Est-il possible d'être une bonne fille?

Je n'ai plus aucune idée si j'étais une bonne fille.

Il me semble que les bonnes filles auraient insisté pour que leurs parents vieillissants emménagent avec eux, ou, à tout le moins, passent la plupart de leurs journées à faire de la soupe et à changer de draps. Au lieu de cela, j'ai appelé tous les soirs, nous sommes arrivés, et nous sommes allés visiter une fois toutes les deux semaines environ.

Mon frère était là beaucoup plus souvent, en partie parce qu'il vivait à seulement vingt minutes à Brooklyn, mais surtout parce qu'il avait su se rendre à l'occasion et assumer la responsabilité de l'existence de mon père, puisqu'il est mort, il y a trois ans, de ce que mon père appelait le "trifecta": l'épilepsie, la maladie de Parkinson et le cancer.

Mon frère a fait la plus grande partie du travail, le faisant passer de la 17ème rue au centre de cancérologie de NYU le 34ème parce que mon père était trop froissé, son corps trop inflexible, sa peur de la douleur physique trop grande pour être embarqué dans un taxi. C'est mon frère qui l'a pris pour la chimio et la radiothérapie, faisant le treizième bloc en fauteuil roulant dans la neige, sous la pluie, avant que le soleil se lève, comme si mon père était une lettre que mon frère, le postier intrépide livrer.

La partie que mon père détestait le plus dans l'Armée de l'Air à la Seconde Guerre mondiale n'était pas que des gens lui tiraient dessus, mais que quelqu'un d'autre avait le droit de lui dire quand se réveiller, dormir ou fumer. À la fin de sa vie, des aides-soignants prenaient soin de lui et, par nécessité, lui disaient quand manger, dormir et prendre ses médicaments. Sénèque, le philosophe, a dit: «Parfois, en cherchant à échapper à notre destin, nous sautons à sa rencontre.» Mon père, qui ne s'est jamais remarié après la mort de ma mère en 1974 parce qu'il ne voulait plus être redevable à personne. fini par dépendre de tout le monde.

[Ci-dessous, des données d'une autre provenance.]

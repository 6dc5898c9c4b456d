//! Domain models and value objects

use serde::{Deserialize, Serialize};
use std::fmt;
use std::str::FromStr;

/// A news article as supplied by a content source
#[derive(Debug, Clone, PartialEq, Serialize, Deserialize)]
pub struct Article {
    /// Headline
    pub title: String,
    /// Short description or lede
    pub description: String,
    /// Link to the full article
    pub url: String,
    /// Lowercase host without "www." or port, or empty when unknown
    pub source_domain: String,
}

impl Article {
    /// Build an article, deriving `source_domain` from the URL
    pub fn new(
        title: impl Into<String>,
        description: impl Into<String>,
        url: impl Into<String>,
    ) -> Self {
        let url = url.into();
        let source_domain = crate::host::extract_domain(&url);
        Self {
            title: title.into(),
            description: description.into(),
            url,
            source_domain,
        }
    }
}

/// An article with its relevance score
#[derive(Debug, Clone, PartialEq, Serialize, Deserialize)]
pub struct ScoredArticle {
    #[serde(flatten)]
    pub article: Article,
    /// Relevance in [0, 100], rounded to one decimal
    pub score: f64,
}

/// Social platforms a post can be generated for
#[derive(Debug, Clone, Copy, PartialEq, Eq, Hash, PartialOrd, Ord, Serialize, Deserialize)]
#[serde(rename_all = "snake_case")]
pub enum Platform {
    #[serde(rename = "linkedin")]
    LinkedIn,
    Bluesky,
    X,
}

impl Platform {
    /// Every supported platform, in display order
    pub const ALL: [Platform; 3] = [Platform::LinkedIn, Platform::Bluesky, Platform::X];

    /// Stable lowercase key used in config and credential lookup
    pub fn key(&self) -> &'static str {
        match self {
            Platform::LinkedIn => "linkedin",
            Platform::Bluesky => "bluesky",
            Platform::X => "x",
        }
    }

    /// Human-readable label
    pub fn label(&self) -> &'static str {
        match self {
            Platform::LinkedIn => "LinkedIn",
            Platform::Bluesky => "Bluesky",
            Platform::X => "X",
        }
    }
}

impl fmt::Display for Platform {
    fn fmt(&self, f: &mut fmt::Formatter<'_>) -> fmt::Result {
        f.write_str(self.label())
    }
}

#[derive(Debug, thiserror::Error)]
#[error("Unknown platform: {0}")]
pub struct UnknownPlatform(pub String);

impl FromStr for Platform {
    type Err = UnknownPlatform;

    fn from_str(s: &str) -> Result<Self, Self::Err> {
        match s.trim().to_lowercase().as_str() {
            "linkedin" => Ok(Platform::LinkedIn),
            "bluesky" => Ok(Platform::Bluesky),
            "x" | "twitter" => Ok(Platform::X),
            _ => Err(UnknownPlatform(s.to_string())),
        }
    }
}

/// A generated social-media post awaiting approval
#[derive(Debug, Clone, PartialEq, Serialize, Deserialize)]
pub struct Post {
    /// Target platform
    pub platform: Platform,
    /// Post text
    pub content: String,
    /// Path or URL of the attached image
    pub image: String,
    /// Score of the article the post was generated from
    pub score: f64,
}

/// Outcome of handing a post to a publisher
#[derive(Debug, Clone, PartialEq, Serialize, Deserialize)]
pub struct PublishReceipt {
    pub platform: Platform,
    /// Whether the platform accepted the post
    pub accepted: bool,
    /// Status message for display
    pub message: String,
}

impl PublishReceipt {
    pub fn accepted(platform: Platform, message: impl Into<String>) -> Self {
        Self {
            platform,
            accepted: true,
            message: message.into(),
        }
    }

    pub fn rejected(platform: Platform, message: impl Into<String>) -> Self {
        Self {
            platform,
            accepted: false,
            message: message.into(),
        }
    }
}

#[cfg(test)]
mod tests {
    use super::*;

    #[test]
    fn test_article_new_derives_domain() {
        let article = Article::new("Title", "Desc", "https://www.Nature.com/articles/1");
        assert_eq!(article.source_domain, "nature.com");
    }

    #[test]
    fn test_platform_parse_is_case_insensitive() {
        assert_eq!("LinkedIn".parse::<Platform>().unwrap(), Platform::LinkedIn);
        assert_eq!("BLUESKY".parse::<Platform>().unwrap(), Platform::Bluesky);
        assert_eq!("twitter".parse::<Platform>().unwrap(), Platform::X);
        assert!("myspace".parse::<Platform>().is_err());
    }

    #[test]
    fn test_platform_serde_uses_keys() {
        let json = serde_json::to_string(&Platform::LinkedIn).unwrap();
        assert_eq!(json, "\"linkedin\"");
        let parsed: Platform = serde_json::from_str("\"bluesky\"").unwrap();
        assert_eq!(parsed, Platform::Bluesky);
    }
}
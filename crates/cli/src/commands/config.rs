//! Config command - configuration management

use anyhow::{Context, Result};
use std::fs;

use crate::args::{ConfigArgs, ConfigCommands};
use crate::config::AppConfig;

pub async fn execute(args: ConfigArgs) -> Result<()> {
    match args.command {
        ConfigCommands::Init { path, force } => init_config(path, force).await,
    }
}

async fn init_config(path: std::path::PathBuf, force: bool) -> Result<()> {
    if path.exists() && !force {
        anyhow::bail!(
            "Config file already exists: {}. Use --force to overwrite.",
            path.display()
        );
    }

    let content = AppConfig::example_toml();

    if let Some(parent) = path.parent() {
        if !parent.as_os_str().is_empty() && !parent.exists() {
            fs::create_dir_all(parent)
                .with_context(|| format!("Failed to create directory: {}", parent.display()))?;
        }
    }

    fs::write(&path, content)
        .with_context(|| format!("Failed to write config file: {}", path.display()))?;

    println!("Created config file: {}", path.display());
    println!();
    println!("Next steps:");
    println!("  1. Set APP_PASSWORD and, optionally, NEWS_API_KEY");
    println!("  2. Set platform tokens (LINKEDIN_TOKEN, BLUESKY_TOKEN, X_BEARER_TOKEN)");
    println!("  3. Run 'news-curator doctor' to validate your setup");
    println!("  4. Run 'news-curator run' to generate posts");

    Ok(())
}
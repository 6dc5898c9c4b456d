//! Application use cases / business logic

pub mod fetch;
pub mod generate;
pub mod pipeline;
pub mod rank;
pub mod score;

pub use fetch::{ContentFetcher, FetchConfig, fallback_articles};
pub use generate::{DEFAULT_POST_IMAGE, GenerateConfig, PostGenerator};
pub use pipeline::{Pipeline, PipelineConfig, PipelineError, PipelineRun};
pub use rank::{DEFAULT_TOP_N, rank};
pub use score::{Perturbation, Scorer, ScoringConfig};
//! Port definitions (traits) for external dependencies
//!
//! These traits define the boundaries between the domain and external systems.
//! Adapters implement these traits to connect to real infrastructure.

use async_trait::async_trait;
use thiserror::Error;

use crate::credentials::Credentials;
use crate::model::{Article, Platform, PublishReceipt};

/// Error type for article source operations
#[derive(Debug, Error)]
pub enum SourceError {
    #[error("API error: {0}")]
    Api(String),
    #[error("Rate limited")]
    RateLimited,
    #[error("Authentication failed: {0}")]
    Auth(String),
    #[error("Network error: {0}")]
    Network(String),
    #[error("Invalid response: {0}")]
    Parse(String),
}

/// Port for a paged article-search endpoint
#[async_trait]
pub trait ArticleSource: Send + Sync {
    /// Fetch one page of results (pages start at 1)
    async fn fetch_page(&self, page: u32, page_size: u32) -> Result<Vec<Article>, SourceError>;

    /// Name used in logs
    fn name(&self) -> &'static str;
}

/// Error type for publisher operations
#[derive(Debug, Error)]
pub enum PublishError {
    #[error("API error: {0}")]
    Api(String),
    #[error("Rate limited")]
    RateLimited,
    #[error("Authentication failed: {0}")]
    Auth(String),
    #[error("Network error: {0}")]
    Network(String),
}

/// Port for sending a post to a platform
#[async_trait]
pub trait Publisher: Send + Sync {
    /// Publish text to the platform using its credential
    async fn publish(
        &self,
        text: &str,
        platform: Platform,
        credentials: &Credentials,
    ) -> Result<PublishReceipt, PublishError>;
}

La dernière fois que je suis allé en ville pour voir mon père, c'était 101 degrés. J'avais une petite valise contenant des lasagnes surgelées, que j'apportais pour tenter l'appétit décroissant de mon père. Mon frère, mon père et moi nous sommes rencontrés à NYU pour que nous puissions tous parler à l'oncologue.

Quand je suis à Manhattan, j'ai généralement le sentiment que quoi que je fasse, quelqu'un d'autre dans les trente blocs fait la même chose.

Pas ce jour-là. Pour une fois j'étais sui generis. Même à Manhattan, il n'y avait pas trop de femmes d'âge mûr faisant tourner des lasagnes surgelées autour de la ville comme une sorte d'offrande votive aux dieux de la maladie et de la vieillesse.

Vous savez ce que c'est que de traiter avec un être cher qui est très malade?

C'est comme prendre quelqu'un à la gare où vous êtes censé les déposer, dire vos adieux les plus chers, et faire un signe d'au revoir de la plate-forme comme ils partent sur la prochaine partie de leur voyage.

Vous pensez que vous savez ce qui va se passer.

Mais vous ne le faites pas. Parce que c'est comme aller à la gare et voir que leur train a été retardé. Vous ne savez pas quand ils vont partir et vous vous asseyez en attendant le départ, ne sachant pas quoi dire en dehors des commentaires habituels pour savoir si les sacs sont emballés, ce qu'ils ont apprécié de leur visite, et ce qu'ils pensent de où ils vont.

Pour la dernière année de sa vie, je me suis assis à côté de mon père, regardant le tableau des départs afin que nous puissions savoir quand il allait monter dans ce train.

Je ne sais pas ce qu'une bonne fille, une meilleure fille, aurait fait d'autre. Mais j'y pense, proche de la fête des pères, et je me demande.